Exercise data →
=== Section Start ===

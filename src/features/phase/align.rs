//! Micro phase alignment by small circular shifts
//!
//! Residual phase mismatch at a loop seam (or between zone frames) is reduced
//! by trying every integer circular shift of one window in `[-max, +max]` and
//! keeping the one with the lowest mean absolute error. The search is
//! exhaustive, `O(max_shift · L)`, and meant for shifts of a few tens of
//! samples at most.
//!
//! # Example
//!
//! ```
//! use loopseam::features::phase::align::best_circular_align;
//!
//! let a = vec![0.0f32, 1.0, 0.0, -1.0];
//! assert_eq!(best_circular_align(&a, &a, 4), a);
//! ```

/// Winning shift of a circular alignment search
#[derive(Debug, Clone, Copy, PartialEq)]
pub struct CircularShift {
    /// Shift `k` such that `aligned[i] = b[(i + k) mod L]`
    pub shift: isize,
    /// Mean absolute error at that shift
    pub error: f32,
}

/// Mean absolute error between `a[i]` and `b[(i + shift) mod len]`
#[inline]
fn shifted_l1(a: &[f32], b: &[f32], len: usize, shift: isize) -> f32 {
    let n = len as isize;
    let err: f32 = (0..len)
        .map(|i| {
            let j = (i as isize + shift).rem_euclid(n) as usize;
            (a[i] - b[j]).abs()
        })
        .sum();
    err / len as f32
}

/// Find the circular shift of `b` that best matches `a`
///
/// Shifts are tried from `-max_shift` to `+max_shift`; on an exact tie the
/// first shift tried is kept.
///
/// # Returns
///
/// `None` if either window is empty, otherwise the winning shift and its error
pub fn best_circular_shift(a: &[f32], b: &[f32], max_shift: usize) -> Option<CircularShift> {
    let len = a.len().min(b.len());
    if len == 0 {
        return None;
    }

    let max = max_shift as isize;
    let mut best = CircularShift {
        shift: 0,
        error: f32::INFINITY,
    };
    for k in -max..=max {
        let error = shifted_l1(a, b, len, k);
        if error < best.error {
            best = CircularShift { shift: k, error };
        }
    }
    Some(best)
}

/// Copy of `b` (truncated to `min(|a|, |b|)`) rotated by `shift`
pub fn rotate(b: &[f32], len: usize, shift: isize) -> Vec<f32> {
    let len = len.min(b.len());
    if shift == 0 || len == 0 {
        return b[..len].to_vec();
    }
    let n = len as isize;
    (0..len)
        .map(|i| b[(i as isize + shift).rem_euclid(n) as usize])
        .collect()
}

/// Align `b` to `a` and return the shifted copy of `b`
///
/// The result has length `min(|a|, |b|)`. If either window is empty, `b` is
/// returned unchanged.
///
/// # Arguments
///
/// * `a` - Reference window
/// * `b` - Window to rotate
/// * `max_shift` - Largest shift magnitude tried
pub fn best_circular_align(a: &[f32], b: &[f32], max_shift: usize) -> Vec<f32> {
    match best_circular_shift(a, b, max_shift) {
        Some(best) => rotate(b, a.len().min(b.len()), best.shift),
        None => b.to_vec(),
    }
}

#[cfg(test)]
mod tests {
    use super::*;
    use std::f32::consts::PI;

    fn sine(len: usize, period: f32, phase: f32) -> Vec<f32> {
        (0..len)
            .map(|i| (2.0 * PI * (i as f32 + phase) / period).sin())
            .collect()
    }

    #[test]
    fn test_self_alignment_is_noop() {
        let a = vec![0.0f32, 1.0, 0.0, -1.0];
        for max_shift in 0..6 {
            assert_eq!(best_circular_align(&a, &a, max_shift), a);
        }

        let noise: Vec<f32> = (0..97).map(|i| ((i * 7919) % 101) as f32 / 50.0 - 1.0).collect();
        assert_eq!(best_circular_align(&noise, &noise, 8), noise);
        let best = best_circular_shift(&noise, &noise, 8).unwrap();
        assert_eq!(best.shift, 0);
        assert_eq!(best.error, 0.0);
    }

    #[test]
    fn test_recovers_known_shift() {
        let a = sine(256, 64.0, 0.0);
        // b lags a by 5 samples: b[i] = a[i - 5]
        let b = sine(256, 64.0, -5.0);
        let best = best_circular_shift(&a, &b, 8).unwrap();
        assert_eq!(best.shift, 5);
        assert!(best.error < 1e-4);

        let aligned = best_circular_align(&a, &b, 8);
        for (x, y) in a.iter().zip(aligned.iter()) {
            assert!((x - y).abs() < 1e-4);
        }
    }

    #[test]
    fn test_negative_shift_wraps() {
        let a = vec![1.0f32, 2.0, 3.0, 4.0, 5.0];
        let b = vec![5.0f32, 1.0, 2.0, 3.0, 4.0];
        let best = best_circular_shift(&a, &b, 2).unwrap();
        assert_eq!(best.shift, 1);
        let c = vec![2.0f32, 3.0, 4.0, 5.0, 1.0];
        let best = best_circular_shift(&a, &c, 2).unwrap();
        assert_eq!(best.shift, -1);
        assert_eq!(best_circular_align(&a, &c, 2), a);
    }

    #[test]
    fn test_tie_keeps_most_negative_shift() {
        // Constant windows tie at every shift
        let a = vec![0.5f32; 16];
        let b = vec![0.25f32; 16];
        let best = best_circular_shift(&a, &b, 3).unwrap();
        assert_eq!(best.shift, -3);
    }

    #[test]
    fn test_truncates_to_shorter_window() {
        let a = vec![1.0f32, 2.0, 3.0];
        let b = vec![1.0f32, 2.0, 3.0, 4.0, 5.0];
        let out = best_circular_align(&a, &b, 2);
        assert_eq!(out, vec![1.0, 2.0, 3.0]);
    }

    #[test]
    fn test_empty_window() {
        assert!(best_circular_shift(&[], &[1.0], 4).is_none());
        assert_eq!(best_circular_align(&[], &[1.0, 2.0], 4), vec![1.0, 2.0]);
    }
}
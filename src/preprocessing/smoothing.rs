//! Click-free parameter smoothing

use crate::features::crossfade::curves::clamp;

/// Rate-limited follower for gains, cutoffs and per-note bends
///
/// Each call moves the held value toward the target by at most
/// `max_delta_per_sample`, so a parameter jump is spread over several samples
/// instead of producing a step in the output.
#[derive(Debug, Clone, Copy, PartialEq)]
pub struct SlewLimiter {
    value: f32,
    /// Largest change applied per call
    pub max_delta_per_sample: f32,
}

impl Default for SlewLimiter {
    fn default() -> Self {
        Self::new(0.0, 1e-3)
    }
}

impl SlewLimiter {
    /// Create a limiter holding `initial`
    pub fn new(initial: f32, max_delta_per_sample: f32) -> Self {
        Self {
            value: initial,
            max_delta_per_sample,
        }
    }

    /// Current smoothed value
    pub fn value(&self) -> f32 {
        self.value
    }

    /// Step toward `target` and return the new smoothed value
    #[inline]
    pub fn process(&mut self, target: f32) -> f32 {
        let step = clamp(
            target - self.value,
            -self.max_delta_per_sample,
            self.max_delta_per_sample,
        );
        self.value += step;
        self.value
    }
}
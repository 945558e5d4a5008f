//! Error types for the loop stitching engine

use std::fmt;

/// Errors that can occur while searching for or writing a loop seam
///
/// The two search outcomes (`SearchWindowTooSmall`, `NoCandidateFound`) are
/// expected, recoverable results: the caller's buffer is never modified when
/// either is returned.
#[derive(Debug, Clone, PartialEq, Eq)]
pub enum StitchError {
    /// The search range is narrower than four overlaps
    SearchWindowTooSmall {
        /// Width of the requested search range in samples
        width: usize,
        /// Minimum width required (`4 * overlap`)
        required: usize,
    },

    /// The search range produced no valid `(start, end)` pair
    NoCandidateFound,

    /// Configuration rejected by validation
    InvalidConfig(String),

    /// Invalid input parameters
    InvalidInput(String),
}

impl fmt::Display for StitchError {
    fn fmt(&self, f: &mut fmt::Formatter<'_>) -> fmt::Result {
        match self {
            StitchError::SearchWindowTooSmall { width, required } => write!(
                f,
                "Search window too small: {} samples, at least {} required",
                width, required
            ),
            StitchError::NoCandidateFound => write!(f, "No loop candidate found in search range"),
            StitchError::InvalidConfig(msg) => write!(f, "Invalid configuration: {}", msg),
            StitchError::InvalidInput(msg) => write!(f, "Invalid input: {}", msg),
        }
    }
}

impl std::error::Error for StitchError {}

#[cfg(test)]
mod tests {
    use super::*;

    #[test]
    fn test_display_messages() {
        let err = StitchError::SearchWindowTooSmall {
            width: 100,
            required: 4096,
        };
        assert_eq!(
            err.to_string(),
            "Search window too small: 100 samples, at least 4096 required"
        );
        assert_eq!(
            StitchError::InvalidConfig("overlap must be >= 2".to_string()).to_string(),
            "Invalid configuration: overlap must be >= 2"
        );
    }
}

=== Section End ===
=== Section Start ===

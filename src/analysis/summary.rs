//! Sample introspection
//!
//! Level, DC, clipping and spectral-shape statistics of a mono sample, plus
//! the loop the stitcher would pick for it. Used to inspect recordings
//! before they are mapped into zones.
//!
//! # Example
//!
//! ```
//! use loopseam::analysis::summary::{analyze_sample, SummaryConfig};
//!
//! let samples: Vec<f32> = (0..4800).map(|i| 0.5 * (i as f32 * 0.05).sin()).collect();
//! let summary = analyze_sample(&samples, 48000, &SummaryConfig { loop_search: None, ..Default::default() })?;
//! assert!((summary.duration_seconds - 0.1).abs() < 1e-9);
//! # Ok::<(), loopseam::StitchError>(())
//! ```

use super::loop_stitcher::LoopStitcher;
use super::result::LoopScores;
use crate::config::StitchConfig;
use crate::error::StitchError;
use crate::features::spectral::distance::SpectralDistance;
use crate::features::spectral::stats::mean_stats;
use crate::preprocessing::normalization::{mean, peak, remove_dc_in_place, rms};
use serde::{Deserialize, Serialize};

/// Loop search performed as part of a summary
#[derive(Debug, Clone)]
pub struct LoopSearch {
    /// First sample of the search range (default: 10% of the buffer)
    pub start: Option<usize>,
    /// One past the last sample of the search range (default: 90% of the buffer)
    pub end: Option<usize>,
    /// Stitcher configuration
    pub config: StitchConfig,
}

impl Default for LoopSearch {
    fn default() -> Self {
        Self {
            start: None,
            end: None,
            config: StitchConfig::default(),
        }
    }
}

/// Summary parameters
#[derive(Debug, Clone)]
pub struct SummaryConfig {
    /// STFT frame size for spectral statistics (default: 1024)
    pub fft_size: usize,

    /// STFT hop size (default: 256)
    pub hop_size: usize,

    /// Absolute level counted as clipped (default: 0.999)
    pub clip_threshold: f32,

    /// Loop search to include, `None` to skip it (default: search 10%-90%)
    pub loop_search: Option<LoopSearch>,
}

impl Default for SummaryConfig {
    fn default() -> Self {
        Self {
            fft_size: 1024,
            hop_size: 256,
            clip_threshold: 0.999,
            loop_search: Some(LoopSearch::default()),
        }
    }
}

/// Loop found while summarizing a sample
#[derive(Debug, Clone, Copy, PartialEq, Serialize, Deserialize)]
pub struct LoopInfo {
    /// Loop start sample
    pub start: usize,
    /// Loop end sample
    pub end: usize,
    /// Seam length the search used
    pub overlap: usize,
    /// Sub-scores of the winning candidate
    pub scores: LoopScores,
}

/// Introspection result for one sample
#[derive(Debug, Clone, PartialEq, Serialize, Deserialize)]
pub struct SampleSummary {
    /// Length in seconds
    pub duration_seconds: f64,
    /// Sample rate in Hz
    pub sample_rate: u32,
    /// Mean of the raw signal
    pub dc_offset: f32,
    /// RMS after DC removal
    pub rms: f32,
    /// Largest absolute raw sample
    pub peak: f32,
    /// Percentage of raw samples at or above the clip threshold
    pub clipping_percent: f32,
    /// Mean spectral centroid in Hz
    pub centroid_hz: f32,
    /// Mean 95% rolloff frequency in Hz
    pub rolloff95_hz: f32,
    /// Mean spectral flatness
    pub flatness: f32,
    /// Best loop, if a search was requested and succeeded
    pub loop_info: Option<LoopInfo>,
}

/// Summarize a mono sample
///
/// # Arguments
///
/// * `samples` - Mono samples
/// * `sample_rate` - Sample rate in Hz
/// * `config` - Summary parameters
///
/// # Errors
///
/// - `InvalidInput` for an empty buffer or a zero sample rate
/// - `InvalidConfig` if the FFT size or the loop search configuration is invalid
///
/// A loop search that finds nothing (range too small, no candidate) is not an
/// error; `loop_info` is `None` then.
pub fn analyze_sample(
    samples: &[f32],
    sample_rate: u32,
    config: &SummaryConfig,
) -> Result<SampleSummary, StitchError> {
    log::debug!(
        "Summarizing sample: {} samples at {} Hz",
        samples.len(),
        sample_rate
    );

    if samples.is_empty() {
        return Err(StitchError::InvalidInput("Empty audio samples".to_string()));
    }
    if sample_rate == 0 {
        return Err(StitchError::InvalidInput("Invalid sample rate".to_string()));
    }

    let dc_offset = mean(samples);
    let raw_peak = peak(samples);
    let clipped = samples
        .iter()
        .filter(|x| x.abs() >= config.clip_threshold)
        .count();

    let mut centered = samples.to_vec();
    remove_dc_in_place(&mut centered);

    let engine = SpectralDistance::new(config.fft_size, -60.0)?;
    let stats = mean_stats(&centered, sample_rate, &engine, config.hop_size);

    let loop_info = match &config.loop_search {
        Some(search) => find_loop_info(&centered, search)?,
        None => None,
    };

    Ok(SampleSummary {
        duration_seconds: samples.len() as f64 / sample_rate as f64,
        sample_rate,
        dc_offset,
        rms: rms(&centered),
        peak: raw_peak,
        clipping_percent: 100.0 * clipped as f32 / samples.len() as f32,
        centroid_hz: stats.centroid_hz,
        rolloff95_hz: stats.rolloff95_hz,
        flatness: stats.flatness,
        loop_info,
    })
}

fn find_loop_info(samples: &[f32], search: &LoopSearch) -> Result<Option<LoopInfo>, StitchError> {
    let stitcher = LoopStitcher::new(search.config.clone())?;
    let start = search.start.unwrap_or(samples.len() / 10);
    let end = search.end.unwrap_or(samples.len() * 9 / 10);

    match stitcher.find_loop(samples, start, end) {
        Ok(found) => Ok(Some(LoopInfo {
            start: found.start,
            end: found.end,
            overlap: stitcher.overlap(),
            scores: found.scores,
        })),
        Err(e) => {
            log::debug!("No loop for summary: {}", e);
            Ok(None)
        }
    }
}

=== Section End ===

Your task →
For the material above, reproduce exactly the lines from the line with "let best = best_circular_shift(&a, &b, 3).unwrap();" to the line with "filename src/preprocessing/smoothing.rs", inclusive, and exclude all others.

Written solution →
        let best = best_circular_shift(&a, &b, 3).unwrap();
        assert_eq!(best.shift, -3);
    }

    #[test]
    fn test_truncates_to_shorter_window() {
        let a = vec![1.0f32, 2.0, 3.0];
        let b = vec![1.0f32, 2.0, 3.0, 4.0, 5.0];
        let out = best_circular_align(&a, &b, 2);
        assert_eq!(out, vec![1.0, 2.0, 3.0]);
    }

    #[test]
    fn test_empty_window() {
        assert!(best_circular_shift(&[], &[1.0], 4).is_none());
        assert_eq!(best_circular_align(&[], &[1.0, 2.0], 4), vec![1.0, 2.0]);
    }
}
filename src/preprocessing/smoothing.rs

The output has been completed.